2、细粒度的即时企业互联网资产库，在安全运维的过程中，由于安全管理员并非业务系统管理员，因此在需要对资产信息进行收集分析时往往需要大量向业务系统管理员进行收集，而且花费大量的时间，在这个过程中往往因为临时业务变更，导致信息已经出现偏差。

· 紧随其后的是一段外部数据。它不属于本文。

#[cfg(test)]
#[allow(clippy::unwrap_used, clippy::redundant_clone)]
mod tests {
    use super::*;
    use mailkeep_transport::ScriptedConnector;
    use tokio_test::io::Builder;

    const GREETING: &[u8] = b"* OK [CAPABILITY IMAP4rev1] Dovecot ready.\r\n";

    fn config() -> ServerConfig {
        ServerConfig::incoming("imap.example.com", 993, true)
    }

    fn client(mock: tokio_test::io::Mock) -> ImapClient<ScriptedConnector> {
        ImapClient::with_connector(config(), ScriptedConnector::new().with(mock))
    }

    #[tokio::test]
    async fn test_connect_reads_greeting() {
        let mut client = client(Builder::new().read(GREETING).build());
        client.connect().await.unwrap();
        assert_eq!(client.state(), &State::Connected);
    }

    #[tokio::test]
    async fn test_connect_rejects_bad_greeting() {
        let mut client = client(Builder::new().read(b"* BYE go away\r\n").build());
        let err = client.connect().await.unwrap_err();
        assert!(matches!(err, Error::InvalidResponse(_)));
        assert_eq!(client.state(), &State::Disconnected);
    }

    #[tokio::test]
    async fn test_connect_refused() {
        let mut client =
            ImapClient::with_connector(config(), ScriptedConnector::new().refusing());
        let err = client.connect().await.unwrap_err();
        assert!(err.is_connection());
    }

    #[tokio::test]
    async fn test_login_success() {
        let mock = Builder::new()
            .read(GREETING)
            .write(b"A0001 LOGIN \"user@example.com\" \"secret\"\r\n")
            .read(b"A0001 OK LOGIN completed\r\n")
            .build();
        let mut client = client(mock);
        client.connect().await.unwrap();
        client.login("user@example.com", "secret").await.unwrap();
        assert_eq!(client.state(), &State::Authenticated);
    }

    #[tokio::test]
    async fn test_login_rejected() {
        let mock = Builder::new()
            .read(GREETING)
            .write(b"A0001 LOGIN \"user@example.com\" \"wrong\"\r\n")
            .read(b"A0001 NO [AUTHENTICATIONFAILED] Authentication failed.\r\n")
            .build();
        let mut client = client(mock);
        client.connect().await.unwrap();
        let err = client.login("user@example.com", "wrong").await.unwrap_err();
        assert!(err.is_authentication());
        assert_eq!(client.state(), &State::Connected);
    }

    #[tokio::test]
    async fn test_login_requires_connection() {
        let mut client = client(Builder::new().build());
        let err = client.login("user", "pass").await.unwrap_err();
        assert!(matches!(err, Error::NotConnected));
    }

    #[tokio::test]
    async fn test_list_folders() {
        let mock = Builder::new()
            .read(GREETING)
            .write(b"A0001 LOGIN \"u\" \"p\"\r\n")
            .read(b"A0001 OK\r\n")
            .write(b"A0002 LIST \"\" \"*\"\r\n")
            .read(b"* LIST (\\HasNoChildren) \"/\" \"INBOX\"\r\n* LIST (\\HasNoChildren) \"/\" \"Sent Items\"\r\n")
            .read(b"* LIST (\\Noselect) \"/\" \"[Gmail]\"\r\nA0002 OK LIST completed\r\n")
            .build();
        let mut client = client(mock);
        client.connect().await.unwrap();
        client.login("u", "p").await.unwrap();

        let folders = client.list_folders().await.unwrap();
        assert_eq!(folders, vec!["INBOX", "Sent Items", "[Gmail]"]);
        assert_eq!(client.state(), &State::Authenticated);
    }

    #[tokio::test]
    async fn test_select_folder() {
        let mock = Builder::new()
            .read(GREETING)
            .write(b"A0001 LOGIN \"u\" \"p\"\r\n")
            .read(b"A0001 OK\r\n")
            .write(b"A0002 SELECT \"INBOX\"\r\n")
            .read(b"* 172 EXISTS\r\n* OK [UIDNEXT 305] Predicted next UID\r\nA0002 OK [READ-WRITE] SELECT completed\r\n")
            .build();
        let mut client = client(mock);
        client.connect().await.unwrap();
        client.login("u", "p").await.unwrap();

        let status = client.select_folder("INBOX").await.unwrap();
        assert_eq!(status.message_count, 172);
        assert_eq!(status.uid_next, Some(305));
        assert_eq!(client.state(), &State::Selected("INBOX".to_string()));
    }

    #[tokio::test]
    async fn test_select_refused_leaves_authenticated() {
        let mock = Builder::new()
            .read(GREETING)
            .write(b"A0001 LOGIN \"u\" \"p\"\r\n")
            .read(b"A0001 OK\r\n")
            .write(b"A0002 SELECT \"Missing\"\r\n")
            .read(b"A0002 NO Mailbox doesn't exist\r\n")
            .build();
        let mut client = client(mock);
        client.connect().await.unwrap();
        client.login("u", "p").await.unwrap();

        let err = client.select_folder("Missing").await.unwrap_err();
        assert!(matches!(err, Error::No(_)));
        assert_eq!(client.state(), &State::Authenticated);
    }

    #[tokio::test]
    async fn test_fetch_headers() {
        let mock = Builder::new()
            .read(GREETING)
            .write(b"A0001 LOGIN \"u\" \"p\"\r\n")
            .read(b"A0001 OK\r\n")
            .write(b"A0002 SELECT \"INBOX\"\r\n")
            .read(b"* 2 EXISTS\r\nA0002 OK\r\n")
            .write(b"A0003 FETCH 1:2 (BODY.PEEK[HEADER])\r\n")
            .read(b"* 1 FETCH (BODY[HEADER] {18}\r\nSubject: one\r\n\r\n\r\n)\r\n")
            .read(b"* 2 FETCH (BODY[HEADER] {18}\r\nSubject: two\r\n\r\n\r\n)\r\nA0003 OK FETCH completed\r\n")
            .build();
        let mut client = client(mock);
        client.connect().await.unwrap();
        client.login("u", "p").await.unwrap();
        client.select_folder("INBOX").await.unwrap();

        let blocks = client.fetch_headers(1..=2).await.unwrap();
        assert_eq!(blocks.len(), 2);
        assert!(blocks[0].starts_with("Subject: one"));
        assert!(blocks[1].starts_with("Subject: two"));
    }

    #[tokio::test]
    async fn test_fetch_requires_selected() {
        let mock = Builder::new()
            .read(GREETING)
            .write(b"A0001 LOGIN \"u\" \"p\"\r\n")
            .read(b"A0001 OK\r\n")
            .build();
        let mut client = client(mock);
        client.connect().await.unwrap();
        client.login("u", "p").await.unwrap();

        let err = client.fetch_headers(1..=5).await.unwrap_err();
        assert!(matches!(err, Error::InvalidState(_)));
        let err = client.fetch_headers(0..=5).await.unwrap_err();
        assert!(matches!(err, Error::InvalidArgument(_)));
    }

    #[tokio::test]
    async fn test_io_error_keeps_session() {
        let mock = Builder::new()
            .read(GREETING)
            .write(b"A0001 LOGIN \"u\" \"p\"\r\n")
            .read(b"A0001 OK\r\n")
            .write(b"A0002 SELECT \"A\"\r\n")
            .read_error(std::io::Error::other("glitch"))
            .write(b"A0003 SELECT \"B\"\r\n")
            .read(b"* 1 EXISTS\r\nA0003 OK\r\n")
            .build();
        let mut client = client(mock);
        client.connect().await.unwrap();
        client.login("u", "p").await.unwrap();

        assert!(client.select_folder("A").await.unwrap_err().is_connection());
        assert_eq!(client.state(), &State::Authenticated);
        let status = client.select_folder("B").await.unwrap();
        assert_eq!(status.message_count, 1);
    }

    #[tokio::test]
    async fn test_disconnect_sends_logout() {
        let mock = Builder::new()
            .read(GREETING)
            .write(b"A0001 LOGOUT\r\n")
            .read(b"* BYE Logging out\r\nA0001 OK Logout completed.\r\n")
            .build();
        let mut client = client(mock);
        client.connect().await.unwrap();
        client.disconnect().await;
        assert_eq!(client.state(), &State::Disconnected);
    }

    #[tokio::test]
    async fn test_disconnect_when_never_connected() {
        let mut client = client(Builder::new().build());
        client.disconnect().await;
        assert_eq!(client.state(), &State::Disconnected);
    }

    #[tokio::test]
    async fn test_cancelled_command_leaves_disconnected() {
        let mock = Builder::new()
            .read(GREETING)
            .write(b"A0001 LOGIN \"u\" \"p\"\r\n")
            .read(b"A0001 OK\r\n")
            .write(b"A0002 LIST \"\" \"*\"\r\n")
            .wait(std::time::Duration::from_secs(3600))
            .build();
        let mut client = client(mock);
        client.connect().await.unwrap();
        client.login("u", "p").await.unwrap();

        let pending = tokio::time::timeout(
            std::time::Duration::from_millis(20),
            client.list_folders(),
        )
        .await;
        assert!(pending.is_err());
        assert_eq!(client.state(), &State::Disconnected);
        assert!(matches!(
            client.list_folders().await.unwrap_err(),
            Error::InvalidState(_)
        ));
    }
}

本发明通过资产挖掘以及信息收集功能，能够生成一个即时的细粒度资产数据库，安全管理员可以通过本发明的实时资产数据库的查询功能，搜索暴露在互联网上的资产信息，如IP、端口、域名等，方便安全管理员对资产数据进行实时的信息统计，提高工作效率。

3、智能、专业的漏洞识别，传统的漏洞扫描已经逐步演变成应付与安全检查的工具，扫描出的大量的安全漏洞信息其实并没有实际的利用价值，与传统的漏洞扫描不同，本发明的漏洞识别模块往往更关注于渗透测试中常见的可被黑客攻击者所利用的安全漏洞以及运维失当的安全问题，使得本发明的漏洞扫描模块更贴近于实际业务，同时提供漏洞插件，提高本发明的漏洞发现能力。

4、重大漏洞的及时预警，当出现大规模安全漏洞爆发时，安全管理员可通过本发明的资产数据库，及时定位可能受影响的互联网资产，缩短漏洞检测的漫长过程，提高漏洞修补的速度，减少被黑客利用入侵的机会。

5、多维、细粒度的统计分析，本发明提供多方位的统计分析，本发明从多个视角对互联网资产进行了透彻地分析，对漏洞分布、资产信息等多视角信息进行了细粒度的统计分析，并通过柱状图、饼图等形式，直观、清晰的从总体上反映了网络资产的漏洞分布情况、资产分布情况，协助安全管理员更好的纵观当前的网络安全趋势。

以上所述仅为本发明的较佳实施例而已，并不用于限制本发明，凡在本发明的精神和原则之内所作的任何修改、等同替换和改进等，均应包含在本发明的保护范围之内。

Claims (1)

1.基于分布式技术的自动化互联网资产监控和风险检测方法，其特征在于，包括：

利用分布式消息队列对暴露在互联网侧的互联网资产进行发现和扫描，使用爬虫技术和DNS解析自动爬取所发现的互联网资产信息，包括子域名、网段、web信息、IP信息、搜索引擎信息和社工信息，设置人工信息收集端口，对CVE漏洞库信息、安全资讯信息、社工库信息及POC库信息进行收集，将上述自动爬取的信息和人工收集的信息进行整合，形成完整的互联网资产信息库，对所述互联网资产信息库进行扫描及安全检测，检测高危服务端口、系统弱口令、系统高危安全漏洞、暴露在搜索引擎的敏感文件、危险CMS的风险，并输出风险分析结果。